I took a deep breath and gripped the steering wheel until my knuckles went white. I rolled my eyes at the initiation-rite theory. And Mom always said your brother, Dave, like I didn't remember I had a brother or his name was Dave.

"I know about the cult arrest, Mom. I was here. Remember?"

"Of course I remember," she said, checking her soft-pink lipstick in the visor mirror and brushing back a strand of white hair. "But you were so upset by the divorce—you were distracted."

"I wasn't distracted and I wasn't upset. I was clear-headed for the first time in fifteen years. You were the one who was upset."

"You broke Jarret's heart. I wish you two would talk."

"I broke his heart? As if he had a heart to break."

My cheating, drinking ex-husband knew every button to push in my mother's celebrity-loving psyche. He still worked her like he worked rookie batters who faced him on the mound at Dodger Stadium.

"Forget about Jarret," I said. "I'm concerned about Robin. Please don't get her all stirred up about the meaning of those cards tonight. She's vulnerable and scared."

"Dear, please don't make dinner a therapy session. I want to see the cards. Robin told me it's an unusual deck. Maybe I'll recognize it."

I slowed near Robin's house, vowing we'd find the identity of the card-tacking delinquent before I ate my way up a size.

"Park there." My mother pointed at the only space on the block.

When we got out of the car, I saw another tarot card on Robin's door. My fists clenched with anger. We walked toward the two-bedroom bungalow, stopping under the porch light to stare at the picture of a skeleton, hands cupped over empty eye sockets, howling off the black background, with blood spurting through the finger bones. Five sword blades pointed up from beneath.

Mom threw her hand to her chest. "Oh dear Lord. The Five of Swords."

Robin opened the door, but her smile dropped as she followed our gaze to the card. She darted inside and returned with a baseball bat in her hand. I pulled the tarot card off the door.

"I'M WATCHING YOU" was scrawled across the back.

Robin elbowed past us toward the sidewalk. She looked up and down the street, then turned to me, her voice harsh. "Did you see anyone when you pulled up?"

"Not a soul." Crap—bad choice of words.

The three of us searched behind the bushes landscaping the front of the house. A crow cawed from the corner of the yard.

Robin swung the bat at the bird. "Get. The. Hell. Out of here."

I took her arm. "Take it easy. Let's go back inside."

"I'm getting your brother, Dave, over here." My mother took out her phone.

"Call the Van Nuys police. They're closer," I said.

Robin looked toward the street. "They're not going to help.
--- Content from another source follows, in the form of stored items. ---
//! Organization record data structure.

use serde::{Deserialize, Serialize};

/// Column headers of the raw CSV output, in order.
pub const RAW_HEADERS: [&str; 8] = [
    "nom_ecole",
    "nom_personne",
    "prenom_personne",
    "adresse",
    "site_internet",
    "telephone",
    "email",
    "url_source",
];

/// Column headers of the cleaned CSV output, in order.
pub const CLEAN_HEADERS: [&str; 7] = [
    "nom_ecole",
    "nom_personne",
    "prenom_personne",
    "adresse",
    "site_internet",
    "telephone",
    "email",
];

/// Contact details extracted from one organization's detail page.
///
/// Every field except `source_url` is empty unless its extraction rule
/// matched.
#[derive(Debug, Clone, Default, Serialize, Deserialize, PartialEq, Eq)]
pub struct OrganizationRecord {
    /// Organization or school name
    #[serde(rename = "nom_ecole")]
    pub name: String,

    #[serde(rename = "nom_personne")]
    pub contact_last_name: String,

    #[serde(rename = "prenom_personne")]
    pub contact_first_name: String,

    /// Raw matched address text, not geocoded
    #[serde(rename = "adresse")]
    pub address: String,

    /// External website, never the source site or a social network
    #[serde(rename = "site_internet")]
    pub website: String,

    #[serde(rename = "telephone")]
    pub phone: String,

    pub email: String,

    /// Detail page the record was extracted from
    #[serde(rename = "url_source", default)]
    pub source_url: String,
}

impl OrganizationRecord {
    /// Create an empty record for a detail page.
    pub fn new(source_url: impl Into<String>) -> Self {
        Self {
            source_url: source_url.into(),
            ..Self::default()
        }
    }

    /// Row values in [`RAW_HEADERS`] order.
    pub fn raw_row(&self) -> [&str; 8] {
        [
            self.name.as_str(),
            self.contact_last_name.as_str(),
            self.contact_first_name.as_str(),
            self.address.as_str(),
            self.website.as_str(),
            self.phone.as_str(),
            self.email.as_str(),
            self.source_url.as_str(),
        ]
    }

    /// Row values in [`CLEAN_HEADERS`] order.
    pub fn clean_row(&self) -> [&str; 7] {
        [
            self.name.as_str(),
            self.contact_last_name.as_str(),
            self.contact_first_name.as_str(),
            self.address.as_str(),
            self.website.as_str(),
            self.phone.as_str(),
            self.email.as_str(),
        ]
    }

    /// Fields holding a value, labelled by CSV column. Used for progress output.
    pub fn filled_fields(&self) -> Vec<(&'static str, &str)> {
        CLEAN_HEADERS
            .iter()
            .copied()
            .zip(self.clean_row())
            .filter(|(_, value)| !value.is_empty())
            .collect()
    }
}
They said they'd send a patrol. Do you see a patrol? No. Me either. Nothing. I'm going to find this jerk and whack some sense into him."
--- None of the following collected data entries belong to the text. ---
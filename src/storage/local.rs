//! Local filesystem storage for organization records.

use std::fs;
use std::path::{Path, PathBuf};

use chrono::Local;
use serde::Serialize;

use crate::error::{AppError, Result};
use crate::models::{CLEAN_HEADERS, OrganizationRecord, RAW_HEADERS};

/// Timestamped output files under one directory.
#[derive(Debug, Clone)]
pub struct RecordStore {
    root_dir: PathBuf,
}

impl RecordStore {
    /// Create a store rooted at the given directory.
    pub fn new(root_dir: impl Into<PathBuf>) -> Self {
        Self {
            root_dir: root_dir.into(),
        }
    }

    pub fn root(&self) -> &Path {
        &self.root_dir
    }

    /// `{root}/{prefix}_{YYYYmmdd_HHMMSS}.{extension}`
    pub fn timestamped_path(&self, prefix: &str, extension: &str) -> PathBuf {
        let stamp = Local::now().format("%Y%m%d_%H%M%S");
        self.root_dir.join(format!("{prefix}_{stamp}.{extension}"))
    }

    /// Newest CSV whose name starts with `{prefix}_`.
    ///
    /// File names embed a sortable timestamp, so the greatest name wins.
    pub fn latest_csv(&self, prefix: &str) -> Result<Option<PathBuf>> {
        let entries = match fs::read_dir(&self.root_dir) {
            Ok(entries) => entries,
            Err(e) if e.kind() == std::io::ErrorKind::NotFound => return Ok(None),
            Err(e) => return Err(AppError::Io(e)),
        };

        let marker = format!("{prefix}_");
        let mut newest: Option<(String, PathBuf)> = None;
        for entry in entries {
            let entry = entry?;
            let name = entry.file_name().to_string_lossy().into_owned();
            if !name.starts_with(&marker) || !name.ends_with(".csv") {
                continue;
            }
            if newest.as_ref().is_none_or(|(best, _)| name > *best) {
                newest = Some((name, entry.path()));
            }
        }
        Ok(newest.map(|(_, path)| path))
    }
}

/// Write records with the raw header, source URL included.
pub fn write_raw_csv(path: &Path, records: &[OrganizationRecord]) -> Result<()> {
    write_atomic(path, |tmp| {
        let mut writer = csv::Writer::from_path(tmp)?;
        writer.write_record(RAW_HEADERS)?;
        for record in records {
            writer.write_record(record.raw_row())?;
        }
        writer.flush()?;
        Ok(())
    })
}

/// Write records with the cleaned header, source URL dropped.
pub fn write_clean_csv(path: &Path, records: &[OrganizationRecord]) -> Result<()> {
    write_atomic(path, |tmp| {
        let mut writer = csv::Writer::from_path(tmp)?;
        writer.write_record(CLEAN_HEADERS)?;
        for record in records {
            writer.write_record(record.clean_row())?;
        }
        writer.flush()?;
        Ok(())
    })
}

/// Write any serializable value as pretty JSON.
pub fn write_json<T: Serialize + ?Sized>(path: &Path, value: &T) -> Result<()> {
    let bytes = serde_json::to_vec_pretty(value)?;
    write_atomic(path, |tmp| Ok(fs::write(tmp, &bytes)?))
}

/// Read a raw or cleaned CSV back into records.
///
/// Columns are matched by header name; a missing `url_source` column leaves
/// `source_url` empty.
pub fn read_records(path: &Path) -> Result<Vec<OrganizationRecord>> {
    let mut reader = csv::Reader::from_path(path)?;
    reader
        .deserialize::<OrganizationRecord>()
        .map(|row| row.map_err(AppError::from))
        .collect()
}

/// Write to a sibling temp file, then rename over `path`.
fn write_atomic(path: &Path, write: impl FnOnce(&Path) -> Result<()>) -> Result<()> {
    if let Some(parent) = path.parent() {
        if !parent.as_os_str().is_empty() {
            fs::create_dir_all(parent)?;
        }
    }
    let tmp = path.with_extension("tmp");
    write(&tmp)?;
    fs::rename(&tmp, path)?;
    Ok(())
}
The Sunday Los Angeles Times sat on the lawn, untouched.

"Did you go out at all today?" I said to Robin.

"No."

"The card could have been on the door overnight?"

"Maybe." She dropped the bat to her side.

"Any hang-ups today?"

"Not yet."

"Come on. We've looked enough." I slipped the bat from Robin's fist and led her inside.
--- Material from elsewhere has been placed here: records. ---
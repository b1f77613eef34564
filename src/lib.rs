// src/lib.rs

//! BDE Scraper Library
//!
//! Collects student association contact details from a paginated directory
//! site into CSV files.

pub mod error;
pub mod models;
pub mod pipeline;
pub mod services;
pub mod source;
pub mod storage;
pub mod utils;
The living room fireplace blazed. The scent of vanilla drifted from the candles burning on side tables. I hung my navy pea coat and my mother's cashmere wrap on the rack near the door and plopped down on one of the chairs in front of the fire. I kicked off my shoes and tucked my legs beneath me as I studied the tarot card.

The card was the same construction as the others—a laminated three-by-five. I glanced at the anagram on the front of the card: "AEGIINTTVY." Negativity. Then I read the back again. "I'M WATCHING YOU." The handwritten message worried me. Whoever was leaving the cards was getting bolder, more personal. The next incident could be face-to-face.

"Do you recognize this deck?" I looked up at my mother, standing over me.

She nodded. "It's the Five of Swords. Nobody wins."

"The deck, Mother. Do you recognize it?"

"No, dear. I don't." She looked over to Robin. "Where's your computer? I'll check my sites."

"Over here." Robin flipped open the laptop on the dining room table. Mom put on her reading glasses and started typing.

I showed Robin the back of the card. "Do you recognize the handwriting?"

"No."

A tiny trademark and a name—S. Johnson—were printed in the margin. "Mom, Google 'tarot cards' and 'tarot S. Johnson.' "

She scanned sites with hundreds of variations of tarot decks, but nothing she found resembled the cards on the table or linked to an S. Johnson.

Thirty minutes later, my mother shrugged and followed us into the kitchen to eat. "I think it's a specialized deck made by a death cult," she said. "Do you have any new neighbors? Anyone missing pets? Those cults do animal sacrifices, you know."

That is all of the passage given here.